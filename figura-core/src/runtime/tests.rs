use super::*;
use crate::error::FiguraError;
use crate::regenerate::{FnRegenerator, RegenerationRequest};
use crate::renderer::Renderer;
use crate::store::{ArtifactStore, StoredObject, UploadRetryPolicy};
use crate::types::*;
use async_trait::async_trait;
use std::collections::HashMap;
use std::sync::atomic::{AtomicUsize, Ordering};
use std::sync::{Arc, Mutex};
use std::time::{Duration, Instant};

type Plan = fn(&RenderRequest) -> Result<Vec<u8>, FiguraError>;
type Delay = fn(&RenderRequest) -> Duration;

#[derive(Debug)]
struct Scripted {
    tier: Tier,
    pool: ResourcePool,
    plan: Plan,
    delay: Delay,
    calls: AtomicUsize,
}

impl Scripted {
    fn new(tier: Tier, plan: Plan) -> Self {
        Self {
            tier,
            pool: ResourcePool::Process,
            plan,
            delay: |_| Duration::ZERO,
            calls: AtomicUsize::new(0),
        }
    }

    fn with_delay(mut self, delay: Delay) -> Self {
        self.delay = delay;
        self
    }

    fn io(mut self) -> Self {
        self.pool = ResourcePool::Io;
        self
    }
}

#[async_trait]
impl Renderer for Scripted {
    fn info(&self) -> Arc<RendererInfo> {
        Arc::new(RendererInfo {
            name: format!("scripted-{}", self.tier),
            tier: self.tier,
            pool: self.pool,
        })
    }

    async fn render(&self, req: RenderRequest) -> Result<RenderedImage, FiguraError> {
        self.calls.fetch_add(1, Ordering::SeqCst);
        let delay = (self.delay)(&req);
        if !delay.is_zero() {
            tokio::time::sleep(delay).await;
        }
        (self.plan)(&req).map(RenderedImage::png)
    }
}

/// Lets a test keep a handle on a renderer registered with the pipeline.
#[derive(Debug)]
struct Shared(Arc<Scripted>);

#[async_trait]
impl Renderer for Shared {
    fn info(&self) -> Arc<RendererInfo> {
        self.0.info()
    }

    async fn render(&self, req: RenderRequest) -> Result<RenderedImage, FiguraError> {
        self.0.render(req).await
    }
}

#[derive(Debug, Default)]
struct TestStore {
    objects: Mutex<HashMap<String, Vec<u8>>>,
    fail: bool,
}

#[async_trait]
impl ArtifactStore for TestStore {
    fn info(&self) -> Arc<StoreInfo> {
        Arc::new(StoreInfo {
            id: "test".to_string(),
            name: "Test".to_string(),
        })
    }

    async fn put(&self, object: StoredObject) -> Result<(), FiguraError> {
        if self.fail {
            return Err(FiguraError::upload("bucket unavailable"));
        }
        self.objects
            .lock()
            .unwrap()
            .insert(object.key, object.bytes.as_ref().clone());
        Ok(())
    }

    fn url_for(&self, key: &str) -> String {
        format!("https://cdn.test/{}", key)
    }
}

fn ok(_: &RenderRequest) -> Result<Vec<u8>, FiguraError> {
    Ok(vec![0x89, b'P', b'N', b'G'])
}

fn raise(_: &RenderRequest) -> Result<Vec<u8>, FiguraError> {
    Err(FiguraError::render("ZeroDivisionError: division by zero"))
}

fn spec(index: u32, diagram_type: DiagramType) -> DiagramSpec {
    DiagramSpec::new("asg-42", index, diagram_type, format!("diagram {}", index))
        .with_code("draw()")
}

#[derive(Debug, Default)]
struct Trails {
    resolved: Mutex<Vec<(u32, Vec<RenderAttempt>)>>,
}

#[async_trait]
impl crate::observer::RenderObserver for Trails {
    fn name(&self) -> &str {
        "trails"
    }

    async fn on_resolved(
        &self,
        ctx: &crate::observer::SpecContext,
        _entry: &BatchEntry,
        trail: &[RenderAttempt],
    ) -> Result<(), FiguraError> {
        self.resolved
            .lock()
            .unwrap()
            .push((ctx.question_index, trail.to_vec()));
        Ok(())
    }
}

#[tokio::test]
async fn test_empty_batch() {
    let pipeline = Pipeline::builder(TestStore::default())
        .renderer(Scripted::new(Tier::Plot, ok))
        .finish();

    let result = pipeline.generate_batch(Vec::new(), BatchOptions::new()).await;
    assert!(result.is_empty());
}

#[tokio::test]
async fn test_singleton_batch_persists_descriptor() {
    let pipeline = Pipeline::builder(TestStore::default())
        .renderer(Scripted::new(Tier::Plot, ok))
        .finish();

    let result = pipeline
        .generate_batch(vec![spec(7, DiagramType::Plot)], BatchOptions::new())
        .await;

    assert_eq!(result.len(), 1);
    let entry = &result.entries[0];
    assert!(entry.has_diagram);
    assert_eq!(entry.question_index, 7);
    let diagram = entry.diagram.as_ref().unwrap();
    assert_eq!(diagram.storage_key, crate::store::storage_key("asg-42", 7));
    assert_eq!(diagram.size_bytes, 4);
}

#[tokio::test]
async fn test_failing_spec_keeps_its_slot_and_siblings_run_in_parallel() {
    let svg = Scripted::new(Tier::Svg, |req| {
        if req.spec.question_index == 1 {
            raise(req)
        } else {
            ok(req)
        }
    })
    .with_delay(|_| Duration::from_millis(150));

    let pipeline = Pipeline::builder(TestStore::default())
        .renderer(svg)
        .finish();

    let specs: Vec<_> = (0..4).map(|i| spec(i, DiagramType::Svg)).collect();
    let start = Instant::now();
    let result = pipeline
        .generate_batch(specs, BatchOptions::new().with_concurrency(2))
        .await;
    let elapsed = start.elapsed();

    assert_eq!(result.len(), 4);
    assert!(!result.entries[1].has_diagram);
    assert_eq!(result.entries[1].absence, Some(AbsenceReason::Exhausted));
    for i in [0, 2, 3] {
        assert!(result.entries[i].has_diagram, "entry {} should be rendered", i);
        assert_eq!(result.entries[i].question_index, i as u32);
    }
    // Two rounds of two, not four sequential renders.
    assert!(elapsed < Duration::from_millis(550), "took {:?}", elapsed);
}

#[tokio::test]
async fn test_primary_retry_then_ai_tier() {
    let plot = Arc::new(Scripted::new(Tier::Plot, raise));
    let ai = Arc::new(Scripted::new(Tier::AiImage, ok).io());
    let trails = Arc::new(Trails::default());
    let regenerations = Arc::new(AtomicUsize::new(0));

    let counter = regenerations.clone();
    let regenerator = FnRegenerator::new(move |req: RegenerationRequest| {
        let counter = counter.clone();
        async move {
            counter.fetch_add(1, Ordering::SeqCst);
            assert_eq!(req.failure, FailureKind::RenderError);
            Ok(Some("draw_again()".to_string()))
        }
    });

    let pipeline = Pipeline::builder(TestStore::default())
        .renderer(Shared(plot.clone()))
        .renderer(Shared(ai.clone()))
        .regenerator(Arc::new(regenerator))
        .observer(trails.clone())
        .finish();

    let outcome = pipeline.render_one(spec(0, DiagramType::Plot)).await;

    assert!(outcome.entry.has_diagram);
    assert_eq!(plot.calls.load(Ordering::SeqCst), 2);
    assert_eq!(ai.calls.load(Ordering::SeqCst), 1);
    assert_eq!(regenerations.load(Ordering::SeqCst), 1);

    let tiers: Vec<_> = outcome
        .attempts
        .iter()
        .map(|a| (a.tier, a.regenerated, a.is_success()))
        .collect();
    assert_eq!(
        tiers,
        vec![
            (Tier::Plot, false, false),
            (Tier::Plot, true, false),
            (Tier::AiImage, false, true),
        ]
    );

    let resolved = trails.resolved.lock().unwrap();
    assert_eq!(resolved.len(), 1);
    assert_eq!(resolved[0].1.len(), 3);
}

#[tokio::test]
async fn test_chain_without_ai_resolves_to_absence() {
    let svg = Arc::new(Scripted::new(Tier::Svg, raise));
    let ai = Arc::new(Scripted::new(Tier::AiImage, ok).io());

    let pipeline = Pipeline::builder(TestStore::default())
        .renderer(Shared(svg.clone()))
        .renderer(Shared(ai.clone()))
        .regenerator(Arc::new(FnRegenerator::new(|_req: RegenerationRequest| async {
            Ok(Some("<svg/>".to_string()))
        })))
        .finish();

    let outcome = pipeline.render_one(spec(3, DiagramType::Svg)).await;

    assert!(!outcome.entry.has_diagram);
    assert_eq!(outcome.entry.absence, Some(AbsenceReason::Exhausted));
    assert_eq!(svg.calls.load(Ordering::SeqCst), 2);
    assert_eq!(ai.calls.load(Ordering::SeqCst), 0);
}

#[tokio::test]
async fn test_declined_regeneration_advances_without_retry() {
    let plot = Arc::new(Scripted::new(Tier::Plot, raise));
    let svg = Arc::new(Scripted::new(Tier::Svg, ok));

    let pipeline = Pipeline::builder(TestStore::default())
        .renderer(Shared(plot.clone()))
        .renderer(Shared(svg.clone()))
        .finish();

    let outcome = pipeline
        .render_one(spec(0, DiagramType::Plot).with_svg_markup("<svg/>"))
        .await;

    assert!(outcome.entry.has_diagram);
    assert_eq!(plot.calls.load(Ordering::SeqCst), 1);
    let kinds: Vec<_> = outcome.attempts.iter().map(|a| (a.tier, a.outcome)).collect();
    assert_eq!(
        kinds,
        vec![
            (Tier::Plot, AttemptOutcome::Failure(FailureKind::RenderError)),
            (Tier::AiImage, AttemptOutcome::Failure(FailureKind::Unavailable)),
            (Tier::Svg, AttemptOutcome::Success),
        ]
    );
}

#[tokio::test]
async fn test_upload_failure_resolves_to_absence() {
    let pipeline = Pipeline::builder(TestStore {
        fail: true,
        ..Default::default()
    })
    .renderer(Scripted::new(Tier::Plot, ok))
    .finish();

    let result = pipeline
        .generate_batch(
            vec![spec(0, DiagramType::Plot), spec(1, DiagramType::Plot)],
            BatchOptions::new(),
        )
        .await;

    assert_eq!(result.len(), 2);
    assert!(result
        .iter()
        .all(|e| e.absence == Some(AbsenceReason::UploadFailed)));
}

#[tokio::test]
async fn test_empty_image_counts_as_no_output() {
    let pipeline = Pipeline::builder(TestStore::default())
        .renderer(Scripted::new(Tier::AiImage, |_| Ok(Vec::new())).io())
        .finish();

    let outcome = pipeline.render_one(spec(0, DiagramType::AiImage)).await;

    assert!(!outcome.entry.has_diagram);
    assert_eq!(
        outcome.attempts[0].outcome,
        AttemptOutcome::Failure(FailureKind::NoOutputProduced)
    );
}

#[tokio::test]
async fn test_order_is_input_order_not_completion_order() {
    let plot = Scripted::new(Tier::Plot, ok).with_delay(|req| {
        Duration::from_millis(20 * (5 - req.spec.question_index as u64))
    });

    let pipeline = Pipeline::builder(TestStore::default())
        .renderer(plot)
        .finish();

    let specs: Vec<_> = (0..5).map(|i| spec(i, DiagramType::Plot)).collect();
    let result = pipeline.generate_batch(specs, BatchOptions::new()).await;

    let order: Vec<_> = result.iter().map(|e| e.question_index).collect();
    assert_eq!(order, vec![0, 1, 2, 3, 4]);
    assert_eq!(result.rendered_count(), 5);
}

#[tokio::test]
async fn test_cancellation_keeps_completed_entries() {
    let plot = Scripted::new(Tier::Plot, ok).with_delay(|req| {
        if req.spec.question_index < 2 {
            Duration::from_millis(10)
        } else {
            Duration::from_secs(30)
        }
    });

    let pipeline = Pipeline::builder(TestStore::default())
        .renderer(plot)
        .finish();

    let (handle, signal) = cancellation();
    tokio::spawn(async move {
        tokio::time::sleep(Duration::from_millis(200)).await;
        handle.cancel();
    });

    let specs: Vec<_> = (0..5).map(|i| spec(i, DiagramType::Plot)).collect();
    let start = Instant::now();
    let result = pipeline
        .generate_batch(specs, BatchOptions::new().with_cancel(signal))
        .await;

    assert!(start.elapsed() < Duration::from_secs(5));
    assert_eq!(result.len(), 5);
    assert!(result.entries[0].has_diagram);
    assert!(result.entries[1].has_diagram);
    for entry in &result.entries[2..] {
        assert!(!entry.has_diagram);
        assert_eq!(entry.absence, Some(AbsenceReason::Cancelled));
    }
}

#[tokio::test]
async fn test_deadline_returns_partial_result() {
    let plot = Scripted::new(Tier::Plot, ok).with_delay(|req| {
        if req.spec.question_index == 0 {
            Duration::ZERO
        } else {
            Duration::from_secs(30)
        }
    });

    let pipeline = Pipeline::builder(TestStore::default())
        .renderer(plot)
        .finish();

    let specs: Vec<_> = (0..3).map(|i| spec(i, DiagramType::Plot)).collect();
    let result = pipeline
        .generate_batch(
            specs,
            BatchOptions::new().with_deadline(Duration::from_millis(150)),
        )
        .await;

    assert_eq!(result.len(), 3);
    assert!(result.entries[0].has_diagram);
    assert_eq!(result.entries[1].absence, Some(AbsenceReason::Cancelled));
    assert_eq!(result.entries[2].absence, Some(AbsenceReason::Cancelled));
}

#[tokio::test]
async fn test_tier_timeout_is_enforced() {
    let slow = Scripted::new(Tier::AiImage, ok)
        .io()
        .with_delay(|_| Duration::from_secs(30));

    let pipeline = Pipeline::builder(TestStore::default())
        .renderer(slow)
        .config(PipelineConfig::default().with_tier_timeout(Duration::from_millis(50)))
        .finish();

    let outcome = pipeline.render_one(spec(0, DiagramType::AiImage)).await;

    assert!(!outcome.entry.has_diagram);
    assert_eq!(
        outcome.attempts[0].outcome,
        AttemptOutcome::Failure(FailureKind::UpstreamError)
    );
}

#[tokio::test]
async fn test_rerender_overwrites_same_key() {
    let store = Arc::new(TestStore::default());

    #[derive(Debug)]
    struct SharedStore(Arc<TestStore>);

    #[async_trait]
    impl ArtifactStore for SharedStore {
        fn info(&self) -> Arc<StoreInfo> {
            self.0.info()
        }

        async fn put(&self, object: StoredObject) -> Result<(), FiguraError> {
            self.0.put(object).await
        }

        fn url_for(&self, key: &str) -> String {
            self.0.url_for(key)
        }
    }

    let pipeline = Pipeline::builder(SharedStore(store.clone()))
        .renderer(Scripted::new(Tier::Plot, ok))
        .finish();

    let first = pipeline.render_one(spec(2, DiagramType::Plot)).await;
    let second = pipeline.render_one(spec(2, DiagramType::Plot)).await;

    assert_eq!(first.entry.diagram, second.entry.diagram);
    assert_eq!(store.objects.lock().unwrap().len(), 1);
}

#[derive(Debug, Default)]
struct FlakyOnce {
    calls: AtomicUsize,
}

#[async_trait]
impl ArtifactStore for FlakyOnce {
    fn info(&self) -> Arc<StoreInfo> {
        Arc::new(StoreInfo {
            id: "flaky-once".to_string(),
            name: "FlakyOnce".to_string(),
        })
    }

    async fn put(&self, _object: StoredObject) -> Result<(), FiguraError> {
        if self.calls.fetch_add(1, Ordering::SeqCst) == 0 {
            return Err(FiguraError::storage("503 Service Unavailable"));
        }
        Ok(())
    }

    fn url_for(&self, key: &str) -> String {
        format!("https://cdn.test/{}", key)
    }
}

#[tokio::test(start_paused = true)]
async fn test_transient_upload_failure_is_retried_without_layers() {
    let pipeline = Pipeline::builder(FlakyOnce::default())
        .renderer(Scripted::new(Tier::Plot, ok))
        .finish();

    let outcome = pipeline.render_one(spec(0, DiagramType::Plot)).await;

    assert!(outcome.entry.has_diagram);
    assert_eq!(outcome.entry.absence, None);
}

#[tokio::test]
async fn test_upload_retry_can_be_disabled() {
    let pipeline = Pipeline::builder(FlakyOnce::default())
        .renderer(Scripted::new(Tier::Plot, ok))
        .config(PipelineConfig::default().with_upload_retry(UploadRetryPolicy::disabled()))
        .finish();

    let outcome = pipeline.render_one(spec(0, DiagramType::Plot)).await;

    assert_eq!(outcome.entry.absence, Some(AbsenceReason::UploadFailed));
}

▶ _Aim of the task_: Say how many lines above hold "observer", and nothing else.

▶ _Written response_: 3